– Очень хорошо, Кэрри. Если сейчас посмотреть на все воспоминание в целом, какой его фрагмент больше всего бросается в глаза? Если бы я вас попросила передать ваше внутреннее состояние, описав его как четыре компонента – образы, мысли, эмоции и ощущения в теле, то что бы вы отметили?

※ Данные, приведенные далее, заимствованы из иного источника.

//! The order aggregate.
//!
//! An `Order` owns its lines and its delivery outright and references the
//! member and items by id only; there are no back-pointers into a live
//! object graph. All mutations go through methods that enforce the
//! delivery state machine first, so an order can never reach a state its
//! delivery forbids.
//!
//! Stock is *not* touched here: the aggregate records what was reserved,
//! and the order service drives the ledger so that releases happen before
//! the cancelled status is persisted.

use serde::{Deserialize, Serialize};
use std::fmt::Display;

use crate::coupon::Coupon;
use crate::delivery::{Address, Delivery};
use crate::errors::{OrderError, OrderResult};
use crate::types::{CouponCode, ItemId, ItemName, MemberId, Money, OrderId, Quantity, Timestamp};

/// One item/quantity entry within an order.
///
/// Unit price and item name are snapshots taken at order time; later
/// catalog edits do not rewrite order history.
#[derive(Debug, Clone, PartialEq, Eq, Serialize, Deserialize)]
pub struct OrderLine {
    item_id: ItemId,
    item_name: ItemName,
    unit_price: Money,
    quantity: Quantity,
}

impl OrderLine {
    /// Create a line, validating that its total fits the money range.
    pub fn new(
        item_id: ItemId,
        item_name: ItemName,
        unit_price: Money,
        quantity: Quantity,
    ) -> OrderResult<Self> {
        if unit_price.times(quantity).is_err() {
            return Err(OrderError::TotalOverflow);
        }
        Ok(Self {
            item_id,
            item_name,
            unit_price,
            quantity,
        })
    }

    /// The item this line reserves stock from.
    pub const fn item_id(&self) -> &ItemId {
        &self.item_id
    }

    /// Item name snapshot taken at order time.
    pub const fn item_name(&self) -> &ItemName {
        &self.item_name
    }

    /// Unit price snapshot taken at order time.
    pub const fn unit_price(&self) -> Money {
        self.unit_price
    }

    /// Quantity reserved for this line.
    pub const fn quantity(&self) -> Quantity {
        self.quantity
    }

    /// `unit_price × quantity`, recomputed on demand.
    pub fn line_total(&self) -> Money {
        self.unit_price
            .times(self.quantity)
            .expect("line total validated at construction")
    }
}

/// Lifecycle status of an order, distinct from its delivery status.
#[derive(Debug, Clone, Copy, PartialEq, Eq, Hash, Serialize, Deserialize)]
pub enum OrderStatus {
    /// The order stands and its stock is reserved.
    Ordered,
    /// The order was cancelled and its stock released. Terminal.
    Canceled,
}

impl Display for OrderStatus {
    fn fmt(&self, f: &mut std::fmt::Formatter<'_>) -> std::fmt::Result {
        match self {
            Self::Ordered => write!(f, "ORDERED"),
            Self::Canceled => write!(f, "CANCELED"),
        }
    }
}

impl std::str::FromStr for OrderStatus {
    type Err = crate::errors::ValidationError;

    fn from_str(s: &str) -> Result<Self, Self::Err> {
        match s {
            "ORDERED" => Ok(Self::Ordered),
            "CANCELED" => Ok(Self::Canceled),
            other => Err(crate::errors::ValidationError::Custom(format!(
                "unknown order status '{other}'"
            ))),
        }
    }
}

/// A coupon as applied to one order: the code and the amount it took off.
#[derive(Debug, Clone, PartialEq, Eq, Serialize, Deserialize)]
pub struct AppliedCoupon {
    /// Code of the coupon that was applied.
    pub code: CouponCode,
    /// Discount the coupon yielded against this order's total.
    pub amount: Money,
}

/// The order aggregate root.
#[derive(Debug, Clone, PartialEq, Eq, Serialize, Deserialize)]
pub struct Order {
    id: OrderId,
    member_id: MemberId,
    delivery: Delivery,
    lines: Vec<OrderLine>,
    coupon: Option<AppliedCoupon>,
    ordered_at: Timestamp,
    status: OrderStatus,
}

impl Order {
    /// Place a new order.
    ///
    /// Requires at least one line; the delivery starts `PLACED` and the
    /// order `ORDERED`. Stock for every line must already be reserved by
    /// the caller.
    pub fn place(
        id: OrderId,
        member_id: MemberId,
        address: Address,
        lines: Vec<OrderLine>,
        ordered_at: Timestamp,
    ) -> OrderResult<Self> {
        if lines.is_empty() {
            return Err(OrderError::EmptyOrder);
        }
        // Validate the sum once so total accessors stay infallible.
        let mut total = Money::zero();
        for line in &lines {
            total = total
                .checked_add(line.line_total())
                .map_err(|_| OrderError::TotalOverflow)?;
        }
        Ok(Self {
            id,
            member_id,
            delivery: Delivery::new(address),
            lines,
            coupon: None,
            ordered_at,
            status: OrderStatus::Ordered,
        })
    }

    /// Rebuild an order from stored state.
    ///
    /// For storage adapters; trusts the stored state and re-runs no guards.
    pub const fn restore(
        id: OrderId,
        member_id: MemberId,
        delivery: Delivery,
        lines: Vec<OrderLine>,
        coupon: Option<AppliedCoupon>,
        ordered_at: Timestamp,
        status: OrderStatus,
    ) -> Self {
        Self {
            id,
            member_id,
            delivery,
            lines,
            coupon,
            ordered_at,
            status,
        }
    }

    /// This order's identity.
    pub const fn id(&self) -> &OrderId {
        &self.id
    }

    /// The member who placed the order.
    pub const fn member_id(&self) -> &MemberId {
        &self.member_id
    }

    /// The delivery owned by this order.
    pub const fn delivery(&self) -> &Delivery {
        &self.delivery
    }

    /// The order lines.
    pub fn lines(&self) -> &[OrderLine] {
        &self.lines
    }

    /// The applied coupon, if any.
    pub const fn coupon(&self) -> Option<&AppliedCoupon> {
        self.coupon.as_ref()
    }

    /// When the order was placed.
    pub const fn ordered_at(&self) -> Timestamp {
        self.ordered_at
    }

    /// Current order status.
    pub const fn status(&self) -> OrderStatus {
        self.status
    }

    /// Whether `member` placed this order.
    pub fn is_owned_by(&self, member: &MemberId) -> bool {
        &self.member_id == member
    }

    /// Sum of line totals before any discount, recomputed on demand.
    pub fn total_before_discount(&self) -> Money {
        self.lines
            .iter()
            .map(OrderLine::line_total)
            .try_fold(Money::zero(), Money::checked_add)
            .expect("order total validated at placement")
    }

    /// The discount taken off this order (zero when no coupon applied).
    pub fn discount_amount(&self) -> Money {
        self.coupon
            .as_ref()
            .map_or_else(Money::zero, |applied| applied.amount)
    }

    /// The amount the member pays: total before discount minus discount.
    pub fn total_price(&self) -> Money {
        self.total_before_discount()
            .subtract(self.discount_amount())
            .expect("discount never exceeds the total")
    }

    /// Apply a coupon the service has already resolved and found eligible.
    ///
    /// Computes and stores the discount against the current total. Flat
    /// amounts are capped at the total, so the invariant
    /// `discount ≤ total_before_discount` holds for every coupon kind.
    pub fn apply_coupon(&mut self, coupon: &Coupon) {
        let amount = coupon.discount_for(self.total_before_discount());
        self.coupon = Some(AppliedCoupon {
            code: coupon.code.clone(),
            amount,
        });
    }

    /// Cancel the order.
    ///
    /// The delivery state machine guards the transition: only `PLACED` or
    /// `CONFIRMED` deliveries can be cancelled. On success both the
    /// delivery and the order are `CANCELED`; the caller must release each
    /// line's reserved stock and persist the flip only after every release
    /// succeeded.
    pub fn cancel(&mut self) -> OrderResult<()> {
        self.delivery.cancel()?;
        self.status = OrderStatus::Canceled;
        Ok(())
    }

    /// Replace the delivery address while the delivery still allows it.
    pub fn update_delivery_address(&mut self, address: Address) -> OrderResult<()> {
        self.delivery.change_address(address)
    }

    /// Fulfillment confirmed the order.
    pub fn mark_confirmed(&mut self) -> OrderResult<()> {
        self.delivery.confirm()
    }

    /// Fulfillment shipped the parcel.
    pub fn mark_shipped(&mut self) -> OrderResult<()> {
        self.delivery.ship()
    }

    /// Fulfillment recorded the parcel as delivered.
    pub fn mark_delivered(&mut self) -> OrderResult<()> {
        self.delivery.deliver()
    }
}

– Я бы сказала, что прямо сейчас передо мной нос колли. Она тыкается им в мою ладошку и иногда в щеку. Я чувствую ее шершавый язык, когда она меня облизывает. Мама стоит сзади и гладит по голове, это тоже очень приятно. Из чувств меня захватывает восторг. Мыслей, наверное, даже никаких нет, может, только есть желание или стремление старательно расчесывать колли, как показывали, чтобы и ей понравилось, и чтобы работа была сделана очень качественно, на «отлично». Можно еще отметить, что еще мне очень приятно от того, что всем сейчас весело и радостно, все получают удовольствие. Я чувствую себя в центре внимания, но не как на сцене, когда выступаешь, а когда ты просто являешься источником радости неосознанно и неспециально, ты просто светишься ею изнутри, и от этого хорошо становится всем. И это внимание – часть процесса, его тебе дарят в награду за то, что ты даришь радость.
– Замечательно. Это очень красивая теплая история, Кэрри. А теперь расскажите мне, как бы вы ее проинтерпретировали?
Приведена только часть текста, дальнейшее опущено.